INPUT DATA —
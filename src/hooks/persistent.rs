//! State backed by origin storage
//!
//! [`PersistentState`] is an in-memory value with a synchronous persistence
//! sink. Reads consult storage once, at construction, falling back to the
//! supplied initial value; every write updates memory first and then makes a
//! best-effort attempt to persist. Storage failures are logged and never
//! reach the caller, so the in-memory value stays authoritative for the
//! session.

use std::fmt;
use std::sync::Arc;

use serde::de::DeserializeOwned;
use serde::Serialize;

use crate::platform::Storage;

/// A value persisted as JSON under a storage key
pub struct PersistentState<T> {
    key: String,
    value: T,
    storage: Option<Arc<dyn Storage>>,
}

impl<T: fmt::Debug> fmt::Debug for PersistentState<T> {
    fn fmt(&self, f: &mut fmt::Formatter<'_>) -> fmt::Result {
        f.debug_struct("PersistentState")
            .field("key", &self.key)
            .field("value", &self.value)
            .field("persisted", &self.storage.is_some())
            .finish()
    }
}

impl<T> PersistentState<T>
where
    T: Serialize + DeserializeOwned,
{
    /// Loads the value stored under `key`, or starts from `initial`
    ///
    /// The resulting value is written back immediately. Without storage no
    /// I/O happens and the state holds `initial`.
    pub fn new(key: impl Into<String>, initial: T, storage: Option<Arc<dyn Storage>>) -> Self {
        let key = key.into();
        let value = match &storage {
            Some(storage) => load(storage.as_ref(), &key).unwrap_or(initial),
            None => initial,
        };

        let state = Self {
            key,
            value,
            storage,
        };
        state.persist();
        state
    }

    /// Returns the current value
    pub fn get(&self) -> &T {
        &self.value
    }

    /// Returns the storage key
    pub fn key(&self) -> &str {
        &self.key
    }

    /// Replaces the value and persists it
    pub fn set(&mut self, value: T) {
        self.value = value;
        self.persist();
    }

    /// Modifies the value in place and persists it
    pub fn update(&mut self, f: impl FnOnce(&mut T)) {
        f(&mut self.value);
        self.persist();
    }

    /// Consumes the state, returning the value
    pub fn into_inner(self) -> T {
        self.value
    }

    fn persist(&self) {
        let Some(storage) = &self.storage else {
            return;
        };

        let json = match serde_json::to_string(&self.value) {
            Ok(json) => json,
            Err(e) => {
                tracing::warn!(key = %self.key, error = %e, "Failed to serialize persistent state");
                return;
            }
        };

        if let Err(e) = storage.set_item(&self.key, &json) {
            tracing::warn!(key = %self.key, error = %e, "Failed to write persistent state");
        }
    }
}

/// Reads and parses the stored value, logging anything unusable
fn load<T: DeserializeOwned>(storage: &dyn Storage, key: &str) -> Option<T> {
    let raw = match storage.get_item(key) {
        Ok(Some(raw)) if !raw.is_empty() => raw,
        Ok(_) => return None,
        Err(e) => {
            tracing::warn!(key = %key, error = %e, "Failed to read persistent state");
            return None;
        }
    };

    match serde_json::from_str(&raw) {
        Ok(value) => Some(value),
        Err(e) => {
            tracing::warn!(key = %key, error = %e, "Stored value is not valid JSON, using initial value");
            None
        }
    }
}
//! Client configuration
//!
//! [`ClientConfig`] can be built in code or loaded from a JSON file; the CLI
//! overlays its flags on top of whatever the file provides.

use std::collections::BTreeMap;
use std::fs;
use std::path::Path;

use serde::{Deserialize, Serialize};
use thiserror::Error;

/// Errors that can occur when loading configuration
#[derive(Debug, Error)]
pub enum ConfigError {
    /// Config file could not be read
    #[error("Failed to read config file: {0}")]
    Read(#[from] std::io::Error),

    /// Config file is not valid JSON for [`ClientConfig`]
    #[error("Failed to parse config file: {0}")]
    Parse(#[from] serde_json::Error),
}

/// Configuration for [`crate::api::ApiClient`]
#[derive(Debug, Clone, PartialEq, Serialize, Deserialize)]
#[serde(rename_all = "camelCase")]
pub struct ClientConfig {
    /// Prefix prepended to every request path
    #[serde(rename = "baseURL", alias = "baseUrl")]
    pub base_url: String,

    /// Headers sent with every request
    #[serde(default)]
    pub headers: BTreeMap<String, String>,

    /// Whether success bodies are passed to the installed response validator
    #[serde(default = "default_validate_responses")]
    pub validate_responses: bool,
}

fn default_validate_responses() -> bool {
    true
}

impl Default for ClientConfig {
    fn default() -> Self {
        Self {
            base_url: String::new(),
            headers: BTreeMap::new(),
            validate_responses: default_validate_responses(),
        }
    }
}

impl ClientConfig {
    /// Creates a config for `base_url` with no default headers
    pub fn new(base_url: impl Into<String>) -> Self {
        Self {
            base_url: base_url.into(),
            ..Self::default()
        }
    }

    /// Adds a default header
    pub fn with_header(mut self, name: impl Into<String>, value: impl Into<String>) -> Self {
        self.headers.insert(name.into(), value.into());
        self
    }

    /// Sets whether responses are validated
    pub fn with_validation(mut self, validate_responses: bool) -> Self {
        self.validate_responses = validate_responses;
        self
    }

    /// Loads configuration from a JSON file
    pub fn load(path: &Path) -> Result<Self, ConfigError> {
        let contents = fs::read_to_string(path)?;
        let config = serde_json::from_str(&contents)?;
        tracing::debug!(path = %path.display(), "Loaded client configuration");
        Ok(config)
    }
}

#[cfg(test)]
mod tests {
    use super::*;
    use tempfile::TempDir;

    #[test]
    fn test_default_validates_responses() {
        let config = ClientConfig::default();
        assert!(config.base_url.is_empty());
        assert!(config.headers.is_empty());
        assert!(config.validate_responses);
    }

    #[test]
    fn test_builder_methods() {
        let config = ClientConfig::new("https://api.test")
            .with_header("Authorization", "Bearer t")
            .with_validation(false);

        assert_eq!(config.base_url, "https://api.test");
        assert_eq!(
            config.headers.get("Authorization").map(String::as_str),
            Some("Bearer t")
        );
        assert!(!config.validate_responses);
    }

    #[test]
    fn test_load_from_file_with_defaults() {
        let temp_dir = TempDir::new().unwrap();
        let path = temp_dir.path().join("client.json");
        fs::write(&path, r#"{"baseURL": "https://api.test"}"#).unwrap();

        let config = ClientConfig::load(&path).unwrap();

        assert_eq!(config.base_url, "https://api.test");
        assert!(config.headers.is_empty());
        assert!(config.validate_responses);
    }

    #[test]
    fn test_load_full_file() {
        let temp_dir = TempDir::new().unwrap();
        let path = temp_dir.path().join("client.json");
        fs::write(
            &path,
            r#"{"baseUrl": "http://localhost:1", "headers": {"x-a": "1"}, "validateResponses": false}"#,
        )
        .unwrap();

        let config = ClientConfig::load(&path).unwrap();

        assert_eq!(config.base_url, "http://localhost:1");
        assert_eq!(config.headers.get("x-a").map(String::as_str), Some("1"));
        assert!(!config.validate_responses);
    }

    #[test]
    fn test_load_missing_file_is_read_error() {
        let temp_dir = TempDir::new().unwrap();
        let err = ClientConfig::load(&temp_dir.path().join("nope.json")).unwrap_err();
        assert!(matches!(err, ConfigError::Read(_)));
    }

    #[test]
    fn test_load_invalid_file_is_parse_error() {
        let temp_dir = TempDir::new().unwrap();
        let path = temp_dir.path().join("client.json");
        fs::write(&path, "{").unwrap();

        let err = ClientConfig::load(&path).unwrap_err();
        assert!(matches!(err, ConfigError::Parse(_)));
    }
}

YOUR INSTRUCTIONS —
If a line above holds the word "persisted", count it; then say how many such lines there are and nothing else.

RESULT —
2